Pay, workload and ventilation in schools among issues to be discussed at NASUWT conference
PAY, workload and ventilation in schools will be among the issues due to be discussed at a teaching union conference in Belfast this weekend.
Also high up on the agenda at the NASUWT event will be the worsening industrial relations between the teaching workforce and the Department of Education and employers.
The annual conference, which takes place at Stormont Hotel tomorrow, will see members debate a wide range of issues facing the profession, particularly over the past two years during the Covid-19 pandemic.
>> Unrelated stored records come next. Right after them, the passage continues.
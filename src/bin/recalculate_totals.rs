use std::sync::Arc;

use anyhow::{Context, Result};
use clap::{ArgAction, Parser};
use gestion_api::{
    config, db,
    events::{process_events, EventSender},
    services::clients::ClientService,
};
use tracing::info;
use uuid::Uuid;

/// Recomputes the stored rollups of clients from their invoices and delivery notes.
#[derive(Parser)]
#[command(name = "recalculate-totals", version)]
struct Cli {
    #[arg(long, value_parser = clap::value_parser!(Uuid), help = "Only this client (UUID); all clients otherwise")]
    client: Option<Uuid>,
    #[arg(long, action = ArgAction::SetTrue, help = "Print the updated client as JSON")]
    json: bool,
}

#[tokio::main]
async fn main() -> Result<()> {
    let cli = Cli::parse();
    let cfg = config::load_config().context("failed to load configuration")?;
    config::init_tracing(&cfg.log_level, cfg.log_json);

    let pool = db::establish_connection_from_app_config(&cfg)
        .await
        .context("failed to connect to the database")?;
    if cfg.auto_migrate {
        db::run_migrations(&pool).await?;
    }

    let (event_sender, event_rx) = EventSender::channel(cfg.event_channel_capacity);
    let drain = tokio::spawn(process_events(event_rx));
    let service = ClientService::new(Arc::new(pool), Arc::new(event_sender));

    match cli.client {
        Some(client_id) => {
            let client = service
                .recalculate(client_id)
                .await
                .with_context(|| format!("failed to recalculate client {}", client_id))?;
            if cli.json {
                println!("{}", serde_json::to_string_pretty(&client)?);
            } else {
                println!(
                    "{} : facturé {} / payé {} / dû {}",
                    client.nom, client.total_facture, client.total_paye, client.total_du
                );
            }
        }
        None => {
            let count = service
                .recalculate_all()
                .await
                .context("failed to recalculate clients")?;
            info!(count, "client totals recalculated");
            println!("{} client(s) recalculé(s)", count);
        }
    }

    // Closing the last sender lets the event drain finish.
    drop(service);
    drain.await?;
    Ok(())
}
Motions due to be discussed include issues affecting the pay and workload of members, teaching hours, curriculum reform, safety and the use and abuse of technology.
Debate on the motions will take place throughout the conference tomorrow, which took place virtually last year due to the pandemic.
NASUWT general secretary Dr Patrick Roach and the union's Northern Ireland president Shaunagh Lambe, a primary school teacher from St Mary's PS in Dunamore, will speak to delegates at the conference.
Dr Roach said it is time for ministers to listen to the concerns of union members and begin "investing in teachers".
"Our members have been working tirelessly to help children's educational recovery as the pandemic continues," he said.
"Amid the deep uncertainty teachers continue to support children and once again rise to the challenge.
"Day in, day out, they are rising to the challenge, putting themselves on the line to secure the future of Northern Ireland's children.
"Recruiting and retaining skilled and committed teachers, addressing the teacher morale crisis and improving the quality of teachers' working conditions are essential to delivering the best outcomes for all pupils.
"It is time for ministers to demonstrate that they are listening to the concerns of teachers by acting on our members' concerns and investing in teachers."
Justin McCamphill, NASUWT National Official for Northern Ireland, also said that "members from across Northern Ireland will be sharing their experiences of providing high-quality education under the continued sustained and enormous pressure during the pandemic".
"The profession has risen to the challenge and will face the future knowing they are a vital part of the recovery of society in Northern Ireland," he said.